Divergences in a non-centered computational model

Isaac_Fradkin · October 24, 2019, 9:07pm

Hi all.
I’m trying to fit a computational model of a Bayesian state space model, that includes three parameters per participants - tau (corresponding with 1-process noise), gamma (corresponding with 1-observation noise) and w (corresponding with the probability for random responding). The model is quite complex, and so I attach only the parameters and model parts (the model itself is within a function).
Here is the thing - I’m using a non-centered parameterization, but am still getting some divergent transitions (~40, using 3 chains of 1000 iterations, 400 of which are warmup. Note this this already takes a few days to finish sampling, so any larger numbers would take even more time).
However, posterior predictive checks show that the model is working.

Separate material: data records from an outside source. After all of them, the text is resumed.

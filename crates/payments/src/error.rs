//! Error types for the collateral payment layer

use thiserror::Error;

/// Result type alias for payment operations
pub type Result<T> = std::result::Result<T, PaymentsError>;

/// Errors that can occur while checking or depositing collateral
#[derive(Debug, Error)]
pub enum PaymentsError {
    /// Configuration validation error
    #[error("Configuration error: {0}")]
    Configuration(String),

    /// RPC connection or transport error
    #[error("RPC error: {0}")]
    Rpc(String),

    /// Contract call (read operation) failed
    #[error("Contract call failed: {0}")]
    ContractCall(String),

    /// Transaction (write operation) failed
    #[error("Transaction failed: {0}")]
    Transaction(String),

    /// Wallet does not hold enough USDFC to cover the requested deposit.
    ///
    /// Carries the shortfall and, when known, the faucet dispensing test
    /// tokens. No transaction has been sent when this is returned.
    #[error(
        "Insufficient USDFC balance: required {required}, available {available}, short {shortfall}"
    )]
    InsufficientCollateral {
        required: f64,
        available: f64,
        shortfall: f64,
        faucet: Option<String>,
    },

    /// No private key configured for write operations
    #[error("No private key configured - deposits require PRIVATE_KEY")]
    NoPrivateKey,

    /// Invalid EVM address format
    #[error("Invalid address: {0}")]
    InvalidAddress(String),

    /// Provider creation or connection error
    #[error("Provider error: {0}")]
    ProviderError(String),

    /// Error from the chain query layer
    #[error(transparent)]
    Chain(#[from] chain::ChainError),

    /// Generic error from anyhow
    #[error(transparent)]
    Other(#[from] anyhow::Error),
}

impl PaymentsError {
    /// Check if this error is transient and worth retrying by a caller
    pub fn is_retriable(&self) -> bool {
        match self {
            Self::Rpc(_) | Self::ContractCall(_) | Self::ProviderError(_) => true,
            Self::Chain(e) => e.is_retriable(),
            _ => false,
        }
    }

    /// Check if this error indicates a configuration problem
    pub fn is_configuration_error(&self) -> bool {
        match self {
            Self::Configuration(_)
            | Self::NoPrivateKey
            | Self::InvalidAddress(_) => true,
            Self::Chain(e) => e.is_configuration_error(),
            _ => false,
        }
    }

    /// Human guidance for topping up the wallet, when this error is an
    /// insufficient-collateral failure with a known faucet
    pub fn funding_instructions(&self) -> Option<String> {
        match self {
            Self::InsufficientCollateral {
                shortfall,
                faucet: Some(faucet),
                ..
            } => Some(format!(
                "Get at least {} test USDFC at: {}",
                shortfall, faucet
            )),
            _ => None,
        }
    }
}

#[cfg(test)]
mod tests {
    use super::*;

    #[test]
    fn test_is_retriable() {
        let rpc_error = PaymentsError::Rpc("connection refused".to_string());
        assert!(rpc_error.is_retriable());

        let balance_error = PaymentsError::InsufficientCollateral {
            required: 2.5,
            available: 0.0,
            shortfall: 2.5,
            faucet: None,
        };
        assert!(!balance_error.is_retriable());

        let config_error = PaymentsError::Configuration("bad".to_string());
        assert!(!config_error.is_retriable());
    }

    #[test]
    fn test_is_configuration_error() {
        assert!(PaymentsError::NoPrivateKey.is_configuration_error());
        assert!(
            PaymentsError::InvalidAddress("0x123".to_string()).is_configuration_error()
        );
        assert!(!PaymentsError::Transaction("reverted".to_string()).is_configuration_error());
    }

    #[test]
    fn test_insufficient_collateral_display() {
        let err = PaymentsError::InsufficientCollateral {
            required: 2.5,
            available: 0.0,
            shortfall: 2.5,
            faucet: Some("https://forest-explorer.chainsafe.dev/faucet/calibnet_usdfc".to_string()),
        };

        assert_eq!(
            err.to_string(),
            "Insufficient USDFC balance: required 2.5, available 0, short 2.5"
        );

        let instructions = err.funding_instructions().unwrap();
        assert!(instructions.contains("2.5"));
        assert!(instructions.contains("forest-explorer.chainsafe.dev"));
    }

    #[test]
    fn test_no_funding_instructions_without_faucet() {
        let err = PaymentsError::InsufficientCollateral {
            required: 2.5,
            available: 1.0,
            shortfall: 1.5,
            faucet: None,
        };
        assert!(err.funding_instructions().is_none());

        let other = PaymentsError::NoPrivateKey;
        assert!(other.funding_instructions().is_none());
    }
}
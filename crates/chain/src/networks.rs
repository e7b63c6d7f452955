use crate::error::{ChainError, Result};
use once_cell::sync::Lazy;
use serde::{Deserialize, Serialize};
use std::collections::HashMap;

#[derive(Debug, Clone, Serialize, Deserialize)]
pub struct FilecoinNetwork {
    pub name: String,
    pub chain_id: u64,
    pub rpc_endpoints: Vec<String>,
    pub explorer: Option<String>,
    pub native_currency: NativeCurrency,
    /// USDFC stable token contract, if deployed on this network
    pub usdfc_address: Option<String>,
    /// Faucet dispensing the native gas token
    pub gas_faucet: Option<String>,
    /// Faucet dispensing USDFC
    pub usdfc_faucet: Option<String>,
    pub testnet: bool,
}

#[derive(Debug, Clone, Serialize, Deserialize)]
pub struct NativeCurrency {
    pub name: String,
    pub symbol: String,
    pub decimals: u8,
}

impl FilecoinNetwork {
    pub fn get_network(name: &str) -> Option<&'static FilecoinNetwork> {
        NETWORKS.get(name)
    }

    pub fn list_networks() -> Vec<&'static str> {
        NETWORKS.keys().map(|s| s.as_str()).collect()
    }

    /// Explorer page for an address, e.g. https://calibration.filscan.io/address/0x...
    pub fn explorer_address_url(&self, address: &str) -> Option<String> {
        self.explorer
            .as_ref()
            .map(|base| format!("{}/address/{}", base, address))
    }
}

/// Resolve the RPC endpoints to try for a network.
///
/// Precedence: explicit URL argument, then the `RPC_URL` environment
/// variable, then the catalog defaults for the network.
pub fn resolve_rpc_endpoints(url: Option<&str>, network: &str) -> Result<Vec<String>> {
    if let Some(url) = url {
        if !url.is_empty() {
            return Ok(vec![url.to_string()]);
        }
    }

    if let Ok(url) = std::env::var("RPC_URL") {
        if !url.is_empty() {
            return Ok(vec![url]);
        }
    }

    let network_config = FilecoinNetwork::get_network(network)
        .ok_or_else(|| ChainError::UnknownNetwork(network.to_string()))?;

    if network_config.rpc_endpoints.is_empty() {
        return Err(ChainError::Configuration(format!(
            "No RPC endpoints configured for network: {}",
            network
        )));
    }

    Ok(network_config.rpc_endpoints.clone())
}

static NETWORKS: Lazy<HashMap<String, FilecoinNetwork>> = Lazy::new(|| {
    let mut networks = HashMap::new();

    // Filecoin Calibration testnet
    networks.insert("calibration".to_string(), FilecoinNetwork {
        name: "Filecoin Calibration".to_string(),
        chain_id: 314159,
        rpc_endpoints: vec![
            "https://api.calibration.node.glif.io/rpc/v1".to_string(),
            "https://filecoin-calibration.chainup.net/rpc/v1".to_string(),
            "https://rpc.ankr.com/filecoin_testnet".to_string(),
        ],
        explorer: Some("https://calibration.filscan.io".to_string()),
        native_currency: NativeCurrency {
            name: "Test Filecoin".to_string(),
            symbol: "tFIL".to_string(),
            decimals: 18,
        },
        usdfc_address: Some("0xb3042734b608a1B16e9e86B374A3f3e389B4cDf0".to_string()),
        gas_faucet: Some("https://faucet.calibnet.chainsafe-fil.io/".to_string()),
        usdfc_faucet: Some(
            "https://forest-explorer.chainsafe.dev/faucet/calibnet_usdfc".to_string(),
        ),
        testnet: true,
    });

    // Filecoin Mainnet
    networks.insert("mainnet".to_string(), FilecoinNetwork {
        name: "Filecoin Mainnet".to_string(),
        chain_id: 314,
        rpc_endpoints: vec![
            "https://api.node.glif.io/rpc/v1".to_string(),
            "https://filecoin.chainup.net/rpc/v1".to_string(),
            "https://rpc.ankr.com/filecoin".to_string(),
        ],
        explorer: Some("https://filscan.io".to_string()),
        native_currency: NativeCurrency {
            name: "Filecoin".to_string(),
            symbol: "FIL".to_string(),
            decimals: 18,
        },
        usdfc_address: Some("0x80B98d3aa09ffff255c3ba4A241111Ff1262F045".to_string()),
        gas_faucet: None,
        usdfc_faucet: None,
        testnet: false,
    });

    // Local development
    networks.insert("localhost".to_string(), FilecoinNetwork {
        name: "Localhost".to_string(),
        chain_id: 31337,
        rpc_endpoints: vec![
            "http://127.0.0.1:8545".to_string(),
            "http://localhost:8545".to_string(),
        ],
        explorer: None,
        native_currency: NativeCurrency {
            name: "Filecoin".to_string(),
            symbol: "FIL".to_string(),
            decimals: 18,
        },
        usdfc_address: None,
        gas_faucet: None,
        usdfc_faucet: None,
        testnet: true,
    });

    networks
});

And when I run the computational model for individual participants (in a non-hierarchical model) no divergences occur.
Even stranger, when examining the parallel coordinates plots (attached herewith) there is no evidence that divergences are concentrated in a specific range of any parameter. I was also unable to find any evidence for bad geometry using pair plots (I can’t attach all of them but a sample including the immediate suspects can be found in the file). Finally, I also attach the plot comparing lp and acceptance for divergent vs. non-divergent transitions (I’m not sure exactly how to interpret it, but I can’t see any clear distinction here too).
Divergences plots.pdf (806.1 KB)
Another thing I can say is that it seems that chains with a lower stepsize (stepsizes ranging from 0.137 to 0.183) also have less divergences - Is this evidence that the problem can be solved by lowering initial step size and increasing adapt_delta? More generally, my question is - how can I proceed? Are these real divergences, or are they a sort of a false alarm?

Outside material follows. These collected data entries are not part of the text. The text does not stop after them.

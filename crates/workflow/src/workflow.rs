use crate::config::WorkflowConfig;
use crate::error::{Result, WorkflowError};
use chain::Account;
use documents::{Document, EventMetadata, MerchItem, ProofOfFunResults};
use payments::{DepositReceipt, PaymentsClient, PaymentsConfig};
use storage::{PieceStoreClient, ProviderInfo, StoreConfig, UploadReceipt};
use tracing::{info, warn};

/// Clients built once per session and shared by every operation
struct Session {
    account: Account,
    store: PieceStoreClient,
    payments: PaymentsClient,
}

enum SessionState {
    Uninitialized,
    Active(Session),
    Closed,
}

/// Orchestrates collateral deposits and document storage for one wallet.
///
/// A workflow starts uninitialized, becomes active after [`initialize`],
/// and ends permanently once [`close`] is called. Operations called
/// outside the active phase fail with [`WorkflowError::Uninitialized`]
/// or [`WorkflowError::SessionClosed`] before touching the network.
///
/// [`initialize`]: StorageWorkflow::initialize
/// [`close`]: StorageWorkflow::close
pub struct StorageWorkflow {
    config: WorkflowConfig,
    state: SessionState,
}

/// Gas and USDFC balances for the session wallet
#[derive(Debug, Clone)]
pub struct WalletBalances {
    pub address: String,
    pub network: String,
    pub gas_symbol: String,
    pub gas: f64,
    /// None on networks without a USDFC deployment
    pub usdfc: Option<f64>,
}

/// Everything the guided workflow produced, in order
#[derive(Debug, Clone)]
pub struct WorkflowSummary {
    pub deposit: DepositReceipt,
    pub active_providers: usize,
    pub event: UploadReceipt,
    pub results: UploadReceipt,
    pub catalog: UploadReceipt,
    pub round_trip_verified: bool,
}

impl WorkflowSummary {
    pub fn total_bytes(&self) -> u64 {
        self.event.size + self.results.size + self.catalog.size
    }
}

impl StorageWorkflow {
    pub fn new(config: WorkflowConfig) -> Result<StorageWorkflow> {
        config.validate()?;
        Ok(StorageWorkflow {
            config,
            state: SessionState::Uninitialized,
        })
    }

    /// Convenience constructor reading [`WorkflowConfig`] from the environment
    pub fn from_env(network_override: Option<&str>) -> Result<StorageWorkflow> {
        StorageWorkflow::new(WorkflowConfig::from_env(network_override)?)
    }

    pub fn config(&self) -> &WorkflowConfig {
        &self.config
    }

    pub fn is_initialized(&self) -> bool {
        matches!(self.state, SessionState::Active(_))
    }

    pub fn is_closed(&self) -> bool {
        matches!(self.state, SessionState::Closed)
    }

    /// Build the wallet, payment and storage clients for this session.
    ///
    /// Requires `PRIVATE_KEY`. Calling this twice is a no-op; calling it
    /// after [`close`](StorageWorkflow::close) is an error.
    pub async fn initialize(&mut self) -> Result<()> {
        match self.state {
            SessionState::Active(_) => {
                warn!("Storage session already initialized, ignoring");
                return Ok(());
            }
            SessionState::Closed => return Err(WorkflowError::SessionClosed),
            SessionState::Uninitialized => {}
        }

        let private_key = self.config.require_private_key()?;
        let account = Account::from_private_key(private_key)?;

        let mut payments_config = PaymentsConfig::for_network(&self.config.network)?;
        if let Some(url) = &self.config.rpc_url {
            payments_config.rpc_url = url.clone();
        }
        let payments = PaymentsClient::for_account(payments_config, account.clone())?;

        let store = PieceStoreClient::with_config(StoreConfig::for_network(&self.config.network));

        info!(
            "Storage session initialized on {} for {}",
            self.config.network,
            account.address_string()
        );
        self.state = SessionState::Active(Session {
            account,
            store,
            payments,
        });
        Ok(())
    }

    fn session(&self) -> Result<&Session> {
        match &self.state {
            SessionState::Active(session) => Ok(session),
            SessionState::Uninitialized => Err(WorkflowError::Uninitialized),
            SessionState::Closed => Err(WorkflowError::SessionClosed),
        }
    }

    /// Address of the session wallet
    pub fn address(&self) -> Result<String> {
        Ok(self.session()?.account.address_string())
    }

    /// Gas and USDFC balances of the session wallet
    pub async fn balances(&self) -> Result<WalletBalances> {
        let session = self.session()?;
        let address = session.account.address_string();
        let network = chain::FilecoinNetwork::get_network(&self.config.network)
            .ok_or_else(|| chain::ChainError::UnknownNetwork(self.config.network.clone()))?;

        let gas = chain::get_balance(&address, chain::Asset::Native, &self.config.network).await?;
        let usdfc = if network.usdfc_address.is_some() {
            Some(chain::get_balance(&address, chain::Asset::Usdfc, &self.config.network).await?)
        } else {
            None
        };

        Ok(WalletBalances {
            address,
            network: network.name.clone(),
            gas_symbol: network.native_currency.symbol.clone(),
            gas,
            usdfc,
        })
    }

    /// Deposit `amount` USDFC as collateral and authorize the operator.
    ///
    /// Checks the wallet balance first and fails with funding guidance,
    /// without sending anything, when it cannot cover the amount.
    pub async fn ensure_collateral(&self, amount: f64) -> Result<DepositReceipt> {
        let session = self.session()?;
        Ok(session.payments.ensure_collateral(amount).await?)
    }

    /// Store event metadata, returning the piece receipt
    pub async fn store_event(&self, event: EventMetadata) -> Result<UploadReceipt> {
        let session = self.session()?;
        info!("Storing event: {}", event.name);
        self.upload_document(session, &Document::event(event)).await
    }

    /// Store rating results for an event, returning the piece receipt
    pub async fn store_results(
        &self,
        event_id: u64,
        results: ProofOfFunResults,
    ) -> Result<UploadReceipt> {
        let session = self.session()?;
        info!("Storing rating results for event {}", event_id);
        let document = Document::results(
            event_id,
            results,
            &self.config.verification_network,
            &self.config.contract_address,
        );
        self.upload_document(session, &document).await
    }

    /// Store a merchandise catalog, returning the piece receipt
    pub async fn store_catalog(&self, items: Vec<MerchItem>) -> Result<UploadReceipt> {
        let session = self.session()?;
        info!("Storing merchandise catalog with {} items", items.len());
        self.upload_document(session, &Document::merch(items))
            .await
    }

    async fn upload_document(
        &self,
        session: &Session,
        document: &Document,
    ) -> Result<UploadReceipt> {
        let bytes = document.encode()?;
        let receipt = session.store.upload(&bytes).await?;
        info!(
            "Stored {} document as {} ({} bytes)",
            document.type_tag(),
            receipt.piece_cid,
            receipt.size
        );
        Ok(receipt)
    }

    /// Download a stored document by piece CID and decode it
    pub async fn fetch(&self, piece_cid: &str) -> Result<Document> {
        let session = self.session()?;
        let bytes = session.store.download(piece_cid).await?;
        Ok(Document::decode(&bytes)?)
    }

    /// Gateway URL serving a stored piece
    pub fn piece_url(&self, piece_cid: &str) -> Result<String> {
        Ok(self.session()?.store.piece_url(piece_cid)?)
    }

    /// Storage providers reported by the publisher
    pub async fn storage_info(&self) -> Result<Vec<ProviderInfo>> {
        let session = self.session()?;
        Ok(session.store.provider_info().await?)
    }

    /// Run the complete storage workflow end to end.
    ///
    /// Initializes the session, deposits the configured collateral,
    /// stores the event, its rating results and the merchandise catalog,
    /// verifies the results document by downloading it back, and closes
    /// the session. The summary reports every receipt in order.
    pub async fn full_workflow(
        &mut self,
        event: EventMetadata,
        results: ProofOfFunResults,
        items: Vec<MerchItem>,
    ) -> Result<WorkflowSummary> {
        self.initialize().await?;

        info!(
            "Depositing {} USDFC collateral before uploads",
            self.config.deposit_amount
        );
        let deposit = self.ensure_collateral(self.config.deposit_amount).await?;

        let providers = self.storage_info().await?;
        let active_providers = providers.iter().filter(|p| p.active).count();
        info!(
            "Storage network ready: {}/{} providers active",
            active_providers,
            providers.len()
        );

        let event_id = event.id;
        let event_receipt = self.store_event(event).await?;
        let results_receipt = self.store_results(event_id, results).await?;
        let catalog_receipt = self.store_catalog(items).await?;

        let fetched = self.fetch(&results_receipt.piece_cid).await?;
        let round_trip_verified = match &fetched {
            Document::Results(envelope) => envelope.event_id == event_id,
            _ => false,
        };
        if round_trip_verified {
            info!("Round trip verified for {}", results_receipt.piece_cid);
        } else {
            warn!(
                "Downloaded document does not match what was stored for {}",
                results_receipt.piece_cid
            );
        }

        self.close();

        Ok(WorkflowSummary {
            deposit,
            active_providers,
            event: event_receipt,
            results: results_receipt,
            catalog: catalog_receipt,
            round_trip_verified,
        })
    }

    /// End the session. Idempotent; every later operation fails with
    /// [`WorkflowError::SessionClosed`].
    pub fn close(&mut self) {
        if matches!(self.state, SessionState::Closed) {
            return;
        }
        self.state = SessionState::Closed;
        info!("Storage session closed");
    }
}

#[cfg(test)]
mod tests {
    use super::*;
    use crate::config::{DEFAULT_CONTRACT_ADDRESS, DEFAULT_VERIFICATION_NETWORK};
    use payments::DepositReceipt;

    fn test_config() -> WorkflowConfig {
        WorkflowConfig {
            network: "calibration".to_string(),
            rpc_url: None,
            private_key: None,
            deposit_amount: 2.5,
            contract_address: DEFAULT_CONTRACT_ADDRESS.to_string(),
            verification_network: DEFAULT_VERIFICATION_NETWORK.to_string(),
        }
    }

    #[test]
    fn test_new_workflow_is_uninitialized() {
        let workflow = StorageWorkflow::new(test_config()).unwrap();
        assert!(!workflow.is_initialized());
        assert!(!workflow.is_closed());
    }

    #[test]
    fn test_new_rejects_invalid_config() {
        let mut config = test_config();
        config.network = "nope".to_string();
        assert!(StorageWorkflow::new(config).is_err());
    }

    #[tokio::test]
    async fn test_initialize_requires_private_key() {
        let mut workflow = StorageWorkflow::new(test_config()).unwrap();
        let err = workflow.initialize().await.unwrap_err();
        assert!(err.is_configuration_error());
        assert!(!workflow.is_initialized());
    }

    #[test]
    fn test_summary_total_bytes() {
        let summary = WorkflowSummary {
            deposit: DepositReceipt {
                tx_hash: "0xabc".to_string(),
                amount: 2.5,
                amount_atto: alloy::primitives::U256::ZERO,
                operator: "0xdef".to_string(),
            },
            active_providers: 3,
            event: UploadReceipt {
                piece_cid: "bafk1".to_string(),
                size: 100,
            },
            results: UploadReceipt {
                piece_cid: "bafk2".to_string(),
                size: 250,
            },
            catalog: UploadReceipt {
                piece_cid: "bafk3".to_string(),
                size: 50,
            },
            round_trip_verified: true,
        };
        assert_eq!(summary.total_bytes(), 400);
    }
}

One last thing I think I should note - while trying to find init values, I often get the warning “error evaluation log probability at initial value - Exception: bernoulli_lpmf probability parameter is 1, but most be in the internval [0,1]”. This happens because in some combinations of parameters pRight can be equal to 1 or 0. I’m not sure whether this might be causing the divergences - but I would assume that if this was the case, we would see them also in non-hierachical models ran for individual participants.

Also - a more technical question - is there any way to let the sampler record the parameter values of the divergent transitions themselves (rather than only their starting point?). I though that this might help.

Any advice would be much appreciated!
Itzik,

parameters{
    vector [nSubj] tau0;
    vector [nSubj] gamma0;
    vector [nSubj] w0;
    
    real TAU0;
    real GAMMA0;
    real W0;
    
    real<lower=0> TAU0_SD;
    real<lower=0> GAMMA0_SD;
    real<lower=0> W0_SD;
  }
  
  transformed parameters{
    vector[nSubj] tau;
    vector[nSubj] gamma;
    vector[nSubj] w;
    real TAU;
    real GAMMA;
    real W;
    
    tau=Phi_approx(tau0*TAU0_SD+TAU0);
    gamma=Phi_approx(gamma0*GAMMA0_SD+GAMMA0)/2+0.5; //the additional transformation is used to keep gamma from 0.5 to 1
    w=Phi_approx(w0*W0_SD+W0);
    
    GAMMA=Phi_approx(GAMMA0)/2+0.5; //the additional transformation is used to keep gamma from 0.5 to 1
    TAU=Phi_approx(TAU0);
    W=Phi_approx(W0);
  }
  
  model{
    vector [nTrials] pRight[nSubj];
    
    tau0~normal(0,1);
    gamma0~normal(0,1);
    w0~normal(0,1);
    
    TAU0~normal(0,1);
    GAMMA0~normal(0,1);
    W0~normal(0,1);
    
    TAU0_SD~normal(0,5);
    GAMMA0_SD~normal(0,5);
    W0_SD~normal(0,5);
    
    
    for (s in 1:nSubj){
      pRight[s]=Bmodel1(cues[s],targets[s],nTrials,gamma[s],tau[s],w[s])[,1];
      for (t in 1:nTrials){
        if(response[s,t]!=999){ //This is just used to ignore missing responses marked by 999
          response[s,t]~bernoulli(pRight[s,t]);
        }
      }
    }
  }

stijn · October 25, 2019, 2:42am

Welcome back!

I am not a divergences specialist but from the plots, I think there are too many to ignore them as false alarms. The relation with the stepsize seems a good indicator that increasing adapt_delta might help.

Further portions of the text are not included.